# Task item
From the entries that follow, reproduce exactly and only the lines from the line with "repo.create(&product).await.unwrap();" to the line with "assert_eq!(updated.price, Price::from_rupees(199));", endpoints included.
--- Provided entries Enclosed Below ---
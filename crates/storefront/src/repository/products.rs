//! Product repository.

use serde::{Deserialize, Serialize};
use serde_json::json;
use tracing::{instrument, warn};

use ddh_masale_core::seed::default_catalog;
use ddh_masale_core::{Price, Product, ProductId, ProductSpecifications};

use super::{Loaded, PRODUCTS_TABLE, RepositoryError, first_row, from_row, to_row};
use crate::backend::{Query, RemoteStore};

/// Row shape of the `products` table.
#[derive(Debug, Clone, Serialize, Deserialize)]
pub(crate) struct ProductRecord {
    pub id: String,
    pub name: String,
    pub category: String,
    #[serde(default)]
    pub description: String,
    pub price: Price,
    #[serde(default)]
    pub image: String,
    #[serde(default)]
    pub images: Option<Vec<String>>,
    pub unit: String,
    pub moq: i64,
    /// Rows written before the flag existed carry `null`.
    #[serde(default)]
    pub is_active: Option<bool>,
    #[serde(default)]
    pub specifications: Option<ProductSpecifications>,
    #[serde(default)]
    pub features: Option<Vec<String>>,
    #[serde(default)]
    pub origin: Option<String>,
}

impl TryFrom<ProductRecord> for Product {
    type Error = RepositoryError;

    fn try_from(r: ProductRecord) -> Result<Self, Self::Error> {
        let moq = u32::try_from(r.moq)
            .ok()
            .filter(|moq| *moq >= 1)
            .ok_or_else(|| {
                RepositoryError::DataCorruption(format!("product {} has invalid moq {}", r.id, r.moq))
            })?;

        Ok(Self {
            id: ProductId::new(r.id),
            name: r.name,
            category: r.category,
            description: r.description,
            price: r.price,
            image: r.image,
            images: r.images.unwrap_or_default(),
            unit: r.unit,
            moq,
            is_active: r.is_active.unwrap_or(true),
            specifications: r.specifications,
            features: r.features.unwrap_or_default(),
            origin: r.origin,
        })
    }
}

impl From<&Product> for ProductRecord {
    fn from(p: &Product) -> Self {
        Self {
            id: p.id.to_string(),
            name: p.name.clone(),
            category: p.category.clone(),
            description: p.description.clone(),
            price: p.price,
            image: p.image.clone(),
            images: (!p.images.is_empty()).then(|| p.images.clone()),
            unit: p.unit.clone(),
            moq: i64::from(p.moq),
            is_active: Some(p.is_active),
            specifications: p.specifications.clone(),
            features: (!p.features.is_empty()).then(|| p.features.clone()),
            origin: p.origin.clone(),
        }
    }
}

/// Repository for catalog products.
pub struct ProductRepository<'a, S> {
    store: &'a S,
}

impl<'a, S: RemoteStore> ProductRepository<'a, S> {
    /// Create a new product repository.
    #[must_use]
    pub const fn new(store: &'a S) -> Self {
        Self { store }
    }

    /// List the catalog by id, failing open.
    ///
    /// A backend failure returns the built-in catalog without writing. An
    /// empty table is seeded with the built-in catalog, which is returned.
    /// Rows that cannot be decoded are skipped and logged.
    #[instrument(skip(self))]
    pub async fn list(&self) -> Loaded<Vec<Product>> {
        let rows = match self.store.select(PRODUCTS_TABLE, &catalog_order()).await {
            Ok(rows) => rows,
            Err(e) => {
                warn!(error = %e, "Product read failed, serving built-in catalog");
                return Loaded::fallback(default_catalog());
            }
        };

        if rows.is_empty() {
            return self.seed().await;
        }

        let products = rows
            .into_iter()
            .filter_map(|row| match decode(row) {
                Ok(product) => Some(product),
                Err(e) => {
                    warn!(error = %e, "Skipping unreadable product row");
                    None
                }
            })
            .collect();

        Loaded::remote(products)
    }

    /// List every product stored remotely, without fallback or seeding.
    ///
    /// # Errors
    ///
    /// Returns `RepositoryError::Backend` if the read fails.
    /// Returns `RepositoryError::DataCorruption` if a row cannot be decoded.
    pub async fn list_remote(&self) -> Result<Vec<Product>, RepositoryError> {
        self.store
            .select(PRODUCTS_TABLE, &catalog_order())
            .await?
            .into_iter()
            .map(decode)
            .collect()
    }

    async fn seed(&self) -> Loaded<Vec<Product>> {
        let catalog = default_catalog();
        let rows: Result<Vec<_>, _> = catalog
            .iter()
            .map(|p| to_row(&ProductRecord::from(p)))
            .collect();

        let written = match rows {
            Ok(rows) => self
                .store
                .insert(PRODUCTS_TABLE, rows)
                .await
                .map_err(RepositoryError::from_write),
            Err(e) => Err(e),
        };

        match written {
            Ok(_) => {
                tracing::info!(count = catalog.len(), "Seeded empty product table");
                Loaded::seeded(catalog)
            }
            Err(e) => {
                warn!(error = %e, "Seeding product table failed, serving built-in catalog");
                Loaded::fallback(catalog)
            }
        }
    }

    /// Get a product by its ID.
    ///
    /// # Errors
    ///
    /// Returns `RepositoryError::Backend` if the read fails.
    /// Returns `RepositoryError::DataCorruption` if the row cannot be decoded.
    #[instrument(skip(self), fields(product_id = %id))]
    pub async fn get(&self, id: &ProductId) -> Result<Option<Product>, RepositoryError> {
        let rows = self
            .store
            .select(PRODUCTS_TABLE, &Query::new().eq("id", id).limit(1))
            .await?;

        rows.into_iter().next().map(decode).transpose()
    }

    /// Insert a new product.
    ///
    /// # Errors
    ///
    /// Returns `RepositoryError::Conflict` if the ID already exists.
    /// Returns `RepositoryError::Backend` for other backend errors.
    #[instrument(skip(self, product), fields(product_id = %product.id))]
    pub async fn create(&self, product: &Product) -> Result<Product, RepositoryError> {
        let row = to_row(&ProductRecord::from(product))?;
        let rows = self
            .store
            .insert(PRODUCTS_TABLE, vec![row])
            .await
            .map_err(RepositoryError::from_write)?;

        decode(first_row(PRODUCTS_TABLE, rows)?)
    }

    /// Replace a product's stored fields. Last write wins.
    ///
    /// # Errors
    ///
    /// Returns `RepositoryError::NotFound` if no product has this ID.
    /// Returns `RepositoryError::Backend` for backend errors.
    #[instrument(skip(self, product), fields(product_id = %product.id))]
    pub async fn update(&self, product: &Product) -> Result<Product, RepositoryError> {
        let row = to_row(&ProductRecord::from(product))?;
        let rows = self
            .store
            .update(PRODUCTS_TABLE, &Query::new().eq("id", &product.id), row)
            .await
            .map_err(RepositoryError::from_write)?;

        if rows.is_empty() {
            return Err(RepositoryError::NotFound(format!("product {}", product.id)));
        }
        decode(first_row(PRODUCTS_TABLE, rows)?)
    }

    /// Show or hide a product in the customer catalog.
    ///
    /// # Errors
    ///
    /// Returns `RepositoryError::NotFound` if no product has this ID.
    /// Returns `RepositoryError::Backend` for backend errors.
    #[instrument(skip(self), fields(product_id = %id))]
    pub async fn set_active(&self, id: &ProductId, active: bool) -> Result<Product, RepositoryError> {
        let rows = self
            .store
            .update(
                PRODUCTS_TABLE,
                &Query::new().eq("id", id),
                json!({ "is_active": active }),
            )
            .await
            .map_err(RepositoryError::from_write)?;

        if rows.is_empty() {
            return Err(RepositoryError::NotFound(format!("product {id}")));
        }
        decode(first_row(PRODUCTS_TABLE, rows)?)
    }

    /// Remove a product.
    ///
    /// # Errors
    ///
    /// Returns `RepositoryError::NotFound` if no product has this ID.
    /// Returns `RepositoryError::Backend` for backend errors.
    #[instrument(skip(self), fields(product_id = %id))]
    pub async fn delete(&self, id: &ProductId) -> Result<(), RepositoryError> {
        let removed = self
            .store
            .delete(PRODUCTS_TABLE, &Query::new().eq("id", id))
            .await
            .map_err(RepositoryError::from_write)?;

        if removed == 0 {
            return Err(RepositoryError::NotFound(format!("product {id}")));
        }
        Ok(())
    }
}

/// Rows come back in storage order otherwise, which shifts after updates.
fn catalog_order() -> Query {
    Query::new().order_asc("id")
}

fn decode(row: serde_json::Value) -> Result<Product, RepositoryError> {
    Product::try_from(from_row::<ProductRecord>(PRODUCTS_TABLE, row)?)
}

#[cfg(test)]
#[allow(clippy::unwrap_used)]
mod tests {
    use super::*;
    use crate::backend::MemoryBackend;
    use crate::repository::DataOrigin;

    fn legacy_row(id: &str, is_active: serde_json::Value) -> serde_json::Value {
        json!({
            "id": id,
            "name": "Ajwain Seeds",
            "category": "Whole Spices",
            "description": "Carom seeds",
            "price": 210,
            "image": "ajwain.jpg",
            "unit": "kg",
            "moq": 5,
            "is_active": is_active,
        })
    }

    #[tokio::test]
    async fn test_list_seeds_empty_table() {
        let backend = MemoryBackend::new();
        let repo = ProductRepository::new(&backend);

        let loaded = repo.list().await;
        assert_eq!(loaded.origin, DataOrigin::Seeded);
        assert_eq!(loaded.value, default_catalog());
        assert_eq!(backend.rows(PRODUCTS_TABLE).len(), default_catalog().len());

        let again = repo.list().await;
        assert_eq!(again.origin, DataOrigin::Remote);
        assert_eq!(again.value, default_catalog());
        assert_eq!(backend.write_count(), 1);
    }

    #[tokio::test]
    async fn test_list_falls_back_on_read_failure() {
        let backend = MemoryBackend::new();
        backend.set_fail_reads(true);

        let loaded = ProductRepository::new(&backend).list().await;
        assert!(loaded.is_fallback());
        assert_eq!(loaded.value, default_catalog());
        assert_eq!(backend.write_count(), 0);
    }

    #[tokio::test]
    async fn test_list_falls_back_when_seeding_fails() {
        let backend = MemoryBackend::new();
        backend.set_fail_writes(true);

        let loaded = ProductRepository::new(&backend).list().await;
        assert!(loaded.is_fallback());
        assert!(loaded.origin.is_default());
        assert_eq!(loaded.value.len(), 7);
    }

    #[tokio::test]
    async fn test_missing_active_flag_reads_as_active() {
        let backend = MemoryBackend::new();
        backend.put_rows(
            PRODUCTS_TABLE,
            vec![
                legacy_row("a", serde_json::Value::Null),
                {
                    let mut row = legacy_row("b", serde_json::Value::Null);
                    row.as_object_mut().unwrap().remove("is_active");
                    row
                },
                legacy_row("c", json!(false)),
            ],
        );

        let products = ProductRepository::new(&backend).list().await.into_inner();
        let active: Vec<_> = products.iter().map(|p| p.is_active).collect();
        assert_eq!(active, vec![true, true, false]);
    }

    #[tokio::test]
    async fn test_list_order_survives_updates() {
        let backend = MemoryBackend::new();
        backend.put_rows(
            PRODUCTS_TABLE,
            vec![
                legacy_row("c", json!(true)),
                legacy_row("a", json!(true)),
                legacy_row("b", json!(true)),
            ],
        );
        let repo = ProductRepository::new(&backend);
        let ids = |products: Vec<Product>| -> Vec<String> {
            products.into_iter().map(|p| p.id.to_string()).collect()
        };

        assert_eq!(ids(repo.list().await.into_inner()), vec!["a", "b", "c"]);

        repo.set_active(&ProductId::new("a"), false).await.unwrap();
        assert_eq!(ids(repo.list().await.into_inner()), vec!["a", "b", "c"]);
        assert_eq!(ids(repo.list_remote().await.unwrap()), vec!["a", "b", "c"]);
    }

    #[tokio::test]
    async fn test_corrupt_rows_are_skipped() {
        let backend = MemoryBackend::new();
        let mut bad = legacy_row("bad", json!(true));
        bad["moq"] = json!(0);
        backend.put_rows(PRODUCTS_TABLE, vec![legacy_row("good", json!(true)), bad]);

        let repo = ProductRepository::new(&backend);
        let products = repo.list().await.into_inner();
        assert_eq!(products.len(), 1);
        assert_eq!(products[0].id.as_str(), "good");

        assert!(matches!(
            repo.list_remote().await,
            Err(RepositoryError::DataCorruption(_))
        ));
    }

    #[tokio::test]
    async fn test_create_update_toggle_delete() {
        let backend = MemoryBackend::new();
        let repo = ProductRepository::new(&backend);
        let mut product = default_catalog().remove(0);
        product.id = ProductId::new("p-new");

        repo.create(&product).await.unwrap();
        assert!(matches!(
            repo.create(&product).await,
            Err(RepositoryError::Conflict(_))
        ));

        product.price = Price::from_rupees(199);
        let updated = repo.update(&product).await.unwrap();
        assert_eq!(updated.price, Price::from_rupees(199));

        let hidden = repo.set_active(&product.id, false).await.unwrap();
        assert!(!hidden.is_active);
        assert!(!repo.get(&product.id).await.unwrap().unwrap().is_active);

        repo.delete(&product.id).await.unwrap();
        assert!(repo.get(&product.id).await.unwrap().is_none());
        assert!(matches!(
            repo.delete(&product.id).await,
            Err(RepositoryError::NotFound(_))
        ));
    }

    #[tokio::test]
    async fn test_write_failure_propagates() {
        let backend = MemoryBackend::new();
        backend.set_fail_writes(true);
        let product = default_catalog().remove(0);

        let err = ProductRepository::new(&backend)
            .create(&product)
            .await
            .unwrap_err();
        assert!(matches!(err, RepositoryError::Backend(_)));
    }
}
--- End of Enclosed Provided entries ---
# Completed task
        repo.create(&product).await.unwrap();
        assert!(matches!(
            repo.create(&product).await,
            Err(RepositoryError::Conflict(_))
        ));

        product.price = Price::from_rupees(199);
        let updated = repo.update(&product).await.unwrap();
        assert_eq!(updated.price, Price::from_rupees(199));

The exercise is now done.